Nisolo has made it work, Lupp added, by committing to working through issues that brands that source in China may never have to face.
The company’s Peru-based shoemakers are classically trained in leather goods, he said, making them very knowledgeable about the production of certain types of footwear. But when it comes to branching out into other product categories or working with different materials, Nisolo must look at its entire supply chain through a wider lens, examining not only the capabilities of its factories—but their suppliers, too.

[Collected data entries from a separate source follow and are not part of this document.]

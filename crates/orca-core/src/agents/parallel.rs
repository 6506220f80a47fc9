//! Parallel sub-agent fan-out
//!
//! `run_parallel_agents` spawns one research sub-agent per spec on a
//! [`JoinSet`], bounded by a [`Semaphore`], and reassembles the sections in
//! request order. A failing or panicking sub-agent only turns its own
//! section into an error section.

use std::panic::AssertUnwindSafe;
use std::sync::Arc;

use async_trait::async_trait;
use chrono::Local;
use futures::FutureExt;
use serde::Deserialize;
use serde_json::{json, Value as JsonValue};
use tokio::sync::Semaphore;
use tokio::task::JoinSet;
use tracing::{debug, info, warn};

use super::delegation::{delegate, subagent_registry};
use super::factory::AgentFactory;
use super::prompts;
use super::types::{SubAgentResult, SubAgentTask};
use crate::error::Result;
use crate::tool::{parse_input, SchemaBuilder, Tool, ToolContext, ToolRegistry, ToolResult};

/// One entry of a fan-out request
#[derive(Debug, Clone, Deserialize)]
pub struct AgentSpec {
    pub task: String,
    #[serde(default)]
    pub name: Option<String>,
    #[serde(default)]
    pub perspective: Option<String>,
}

impl AgentSpec {
    pub fn new(task: impl Into<String>) -> Self {
        Self {
            task: task.into(),
            name: None,
            perspective: None,
        }
    }

    pub fn with_name(mut self, name: impl Into<String>) -> Self {
        self.name = Some(name.into());
        self
    }

    pub fn with_perspective(mut self, perspective: impl Into<String>) -> Self {
        self.perspective = Some(perspective.into());
        self
    }

    fn perspective(&self) -> Option<&str> {
        self.perspective.as_deref().filter(|p| !p.trim().is_empty())
    }

    /// First user input of the sub-agent
    fn instruction(&self) -> String {
        match self.perspective() {
            Some(perspective) => format!(
                "Complete the research task assigned to you. Focus on the {} perspective.",
                perspective
            ),
            None => "Complete the research task assigned to you.".to_string(),
        }
    }
}

/// `run_parallel_agents`: run several research sub-agents concurrently
pub struct ParallelAgentTool {
    factory: AgentFactory,
    tools: Arc<ToolRegistry>,
}

impl ParallelAgentTool {
    pub fn new(factory: AgentFactory, tools: &ToolRegistry) -> Self {
        Self {
            factory,
            tools: Arc::new(subagent_registry(tools)),
        }
    }

    fn max_agents(&self) -> usize {
        self.factory.delegation().max_parallel_agents.max(1)
    }

    /// Run every spec and render the combined report
    pub async fn run_all(&self, specs: Vec<AgentSpec>, ctx: &ToolContext) -> String {
        let count = specs.len();
        let semaphore = Arc::new(Semaphore::new(self.max_agents()));
        let base_prompt = prompts::research_subagent_prompt(&Local::now().format("%Y-%m-%d").to_string());
        let max_rounds = self.factory.delegation().subagent_max_rounds;
        let model = self.factory.subagent_model().to_string();

        info!(agents = count, "Starting parallel sub-agents");

        let mut names = Vec::with_capacity(count);
        let mut join_set = JoinSet::new();

        for (index, spec) in specs.into_iter().enumerate() {
            let name = spec
                .name
                .clone()
                .filter(|n| !n.trim().is_empty())
                .unwrap_or_else(|| format!("Research-{}", &uuid::Uuid::new_v4().simple().to_string()[..8]));
            names.push(name.clone());

            let task = SubAgentTask::builder(spec.instruction())
                .name(&name)
                .system_prompt(format!("{}\n\n<task>{}</task>", base_prompt, spec.task))
                .max_rounds(max_rounds)
                .model(Some(model.clone()))
                .build();

            let factory = self.factory.clone();
            let tools = Arc::clone(&self.tools);
            let parent = ctx.clone();
            let semaphore = Arc::clone(&semaphore);

            join_set.spawn(async move {
                let section = match semaphore.acquire_owned().await {
                    Ok(_permit) => {
                        debug!(index, agent = %name, "Sub-agent started");
                        match AssertUnwindSafe(delegate(&factory, tools, task, &parent))
                            .catch_unwind()
                            .await
                        {
                            Ok(result) => render_section(&spec, &result),
                            Err(_) => error_section(&name, "sub-agent panicked"),
                        }
                    }
                    Err(e) => error_section(&name, &e.to_string()),
                };
                (index, section)
            });
        }

        let mut sections: Vec<Option<String>> = vec![None; count];
        while let Some(joined) = join_set.join_next().await {
            match joined {
                Ok((index, section)) => sections[index] = Some(section),
                Err(e) => warn!(error = %e, "Parallel sub-agent task did not complete"),
            }
        }

        let mut output = vec![
            "# Parallel Research Results".to_string(),
            format!("Executed {} agents in parallel\n", count),
        ];
        output.extend(
            sections
                .into_iter()
                .zip(&names)
                .map(|(section, name)| section.unwrap_or_else(|| error_section(name, "task was cancelled"))),
        );
        output.join("\n")
    }
}

fn render_section(spec: &AgentSpec, result: &SubAgentResult) -> String {
    if !result.success {
        return error_section(&result.name, result.error_message());
    }

    let mut lines = vec![format!("=== {} ===", result.name), format!("Task: {}", spec.task)];
    if let Some(perspective) = spec.perspective() {
        lines.push(format!("Perspective: {}", perspective));
    }
    lines.push(String::new());
    lines.push(result.output.clone());
    lines.push(format!("\nSources collected: {}", result.sources.len()));
    lines.push(String::new());
    lines.join("\n")
}

fn error_section(name: &str, error: &str) -> String {
    format!("=== Error in {} ===\n{}\n", name, error)
}

#[derive(Debug, Deserialize)]
struct ParallelInput {
    #[serde(default)]
    agents: Vec<AgentSpec>,
}

#[async_trait]
impl Tool for ParallelAgentTool {
    fn name(&self) -> &str {
        "run_parallel_agents"
    }

    fn description(&self) -> &str {
        "Run multiple research agents concurrently for comprehensive research"
    }

    fn input_schema(&self) -> JsonValue {
        let agent = SchemaBuilder::object()
            .string("task", "Research task for this agent", true)
            .string("name", "Agent identifier", false)
            .string("perspective", "Research perspective or angle", false)
            .build();

        SchemaBuilder::object()
            .property(
                "agents",
                json!({
                    "type": "array",
                    "description": "List of agent configurations",
                    "items": agent,
                    "maxItems": self.max_agents(),
                }),
                true,
            )
            .build()
    }

    async fn execute(&self, input: JsonValue, ctx: &ToolContext) -> Result<ToolResult> {
        let input: ParallelInput = parse_input(input)?;
        let max = self.max_agents();

        if input.agents.is_empty() {
            return Ok(ToolResult::error("Error: No agents specified"));
        }
        if input.agents.len() > max {
            return Ok(ToolResult::error(format!(
                "Error: Too many agents ({}). Maximum is {}",
                input.agents.len(),
                max
            )));
        }

        Ok(ToolResult::success(self.run_all(input.agents, ctx).await))
    }
}

#[cfg(test)]
mod tests {
    use super::*;
    use crate::agents::testing::{registry, respond, tool_use, FnClient};
    use crate::llm::ContentBlock;

    fn system_of(request: &crate::llm::MessagesRequest) -> &str {
        request.system.as_deref().unwrap_or_default()
    }

    #[tokio::test]
    async fn test_one_failure_does_not_sink_the_batch() {
        let client = FnClient::new(|request| {
            if system_of(request).contains("<task>task B</task>") {
                Err(crate::Error::Provider("B exploded".to_string()))
            } else {
                Ok(respond(vec![ContentBlock::text("A findings")]))
            }
        });
        let tool = ParallelAgentTool::new(AgentFactory::new(client, Default::default()), &ToolRegistry::new());

        let result = tool
            .execute(
                json!({"agents": [
                    {"task": "task A", "name": "alpha", "perspective": "economic"},
                    {"task": "task B", "name": "beta"}
                ]}),
                &ToolContext::new(),
            )
            .await
            .unwrap();

        assert!(!result.is_error);
        let output = result.output;
        assert!(output.starts_with("# Parallel Research Results\nExecuted 2 agents in parallel\n"));
        assert!(output.contains(
            "=== alpha ===\nTask: task A\nPerspective: economic\n\nA findings\n\nSources collected: 0\n"
        ));
        assert!(output.contains("=== Error in beta ===\nProvider error: B exploded\n"));
        assert!(output.find("=== alpha").unwrap() < output.find("=== Error in beta").unwrap());
    }

    #[tokio::test]
    async fn test_sections_keep_request_order() {
        let client = FnClient::new(|request| {
            let system = system_of(request);
            let task = system.rsplit("<task>").next().unwrap_or_default().trim_end_matches("</task>");
            Ok(respond(vec![ContentBlock::text(format!("answer for {}", task))]))
        });
        let tool = ParallelAgentTool::new(AgentFactory::new(client, Default::default()), &ToolRegistry::new());

        let specs: Vec<AgentSpec> = (0..6).map(|i| AgentSpec::new(format!("t{}", i)).with_name(format!("n{}", i))).collect();
        let output = tool.run_all(specs, &ToolContext::new()).await;

        let positions: Vec<usize> = (0..6).map(|i| output.find(&format!("=== n{} ===", i)).unwrap()).collect();
        assert!(positions.windows(2).all(|w| w[0] < w[1]));
        assert!(output.contains("answer for t3"));
    }

    #[tokio::test]
    async fn test_perspective_in_instruction_and_sources_counted() {
        let client = FnClient::new(|request| {
            if request.messages.len() == 1 {
                let first = serde_json::to_string(&request.messages[0]).unwrap();
                assert!(first.contains("Focus on the historical perspective."));
                Ok(respond(vec![tool_use("s1", "search", json!({}))]))
            } else {
                Ok(respond(vec![ContentBlock::text("history notes")]))
            }
        });
        let tool = ParallelAgentTool::new(AgentFactory::new(client, Default::default()), &registry(&["search"]));
        let parent = ToolContext::new();

        let output = tool
            .run_all(vec![AgentSpec::new("topic").with_perspective("historical")], &parent)
            .await;

        assert!(output.contains("Sources collected: 1"));
        assert_eq!(parent.source_count(), 1);
        assert!(output.contains("=== Research-"));
    }

    #[tokio::test]
    async fn test_panicking_subagent_is_isolated() {
        let client = FnClient::new(|request| {
            if system_of(request).contains("<task>bad</task>") {
                panic!("client bug");
            }
            Ok(respond(vec![ContentBlock::text("fine")]))
        });
        let tool = ParallelAgentTool::new(AgentFactory::new(client, Default::default()), &ToolRegistry::new());

        let output = tool
            .run_all(
                vec![AgentSpec::new("good").with_name("g"), AgentSpec::new("bad").with_name("b")],
                &ToolContext::new(),
            )
            .await;

        assert!(output.contains("=== g ==="));
        assert!(output.contains("=== Error in b ===\nsub-agent panicked"));
    }

    #[tokio::test]
    async fn test_agent_count_limits() {
        let client = FnClient::new(|_| Ok(respond(vec![ContentBlock::text("x")])));
        let tool = ParallelAgentTool::new(AgentFactory::new(client, Default::default()), &ToolRegistry::new());
        let ctx = ToolContext::new();

        let empty = tool.execute(json!({"agents": []}), &ctx).await.unwrap();
        assert!(empty.is_error);
        assert_eq!(empty.output, "Error: No agents specified");

        let agents: Vec<JsonValue> = (0..21).map(|i| json!({"task": format!("t{}", i)})).collect();
        let too_many = tool.execute(json!({"agents": agents}), &ctx).await.unwrap();
        assert!(too_many.is_error);
        assert_eq!(too_many.output, "Error: Too many agents (21). Maximum is 20");
    }

    #[tokio::test]
    async fn test_single_permit_still_runs_everything() {
        let client = FnClient::new(|_| Ok(respond(vec![ContentBlock::text("done")])));
        let mut delegation = crate::config::DelegationConfig::default();
        delegation.max_parallel_agents = 1;
        let factory = AgentFactory::new(client, Default::default()).with_delegation(delegation);
        let tool = ParallelAgentTool::new(factory, &ToolRegistry::new());

        let output = tool
            .execute(json!({"agents": [{"task": "a"}]}), &ToolContext::new())
            .await
            .unwrap()
            .output;
        assert!(output.contains("Executed 1 agents in parallel"));

        let rejected = tool
            .execute(json!({"agents": [{"task": "a"}, {"task": "b"}]}), &ToolContext::new())
            .await
            .unwrap();
        assert_eq!(rejected.output, "Error: Too many agents (2). Maximum is 1");
    }
}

“If we want to branch out from those products to use organic cotton or canvas, historically you would have to source from different countries,” he said. Vertically integrating Nisolo’s supply chain means that the company must work to bolster the local manufacturers that make the inputs it desires. “You have to be willing to support them in a way that historically brands haven’t.”
A typical factory-brand relationship is just that, Lupp said. Many brands don’t look downstream to the suppliers providing materials like fabrics, foams, eyelets and laces, as there’s little need to cultivate those relationships.
“Many brands don’t necessarily know who their suppliers are for certain materials, beyond the factory that’s making the finished good,” he said.
Nisolo is continuing to grow in this regard, he admitted. The brand still sources Vibram soles from China, though it is actively looking to help develop local suppliers’ capabilities to suit its product needs. And while it sources leather locally, the company also supplements with skins from Mexico’s world-class tanneries.
“We’re excited to continue to look into sole suppliers that want to grow, and get better, and learn new techniques in Peru,” he said, along with small, mom-and-pop-style tanneries that have been focused on artisanal methods. “We want to support the growth of the region as we continue to explore new products.”
Much of the investment “is not so much about capital, but about sharing knowledge,” Lupp said, about what Nisolo has learned from its different supply partners across the globe and the most sustainable and effective techniques.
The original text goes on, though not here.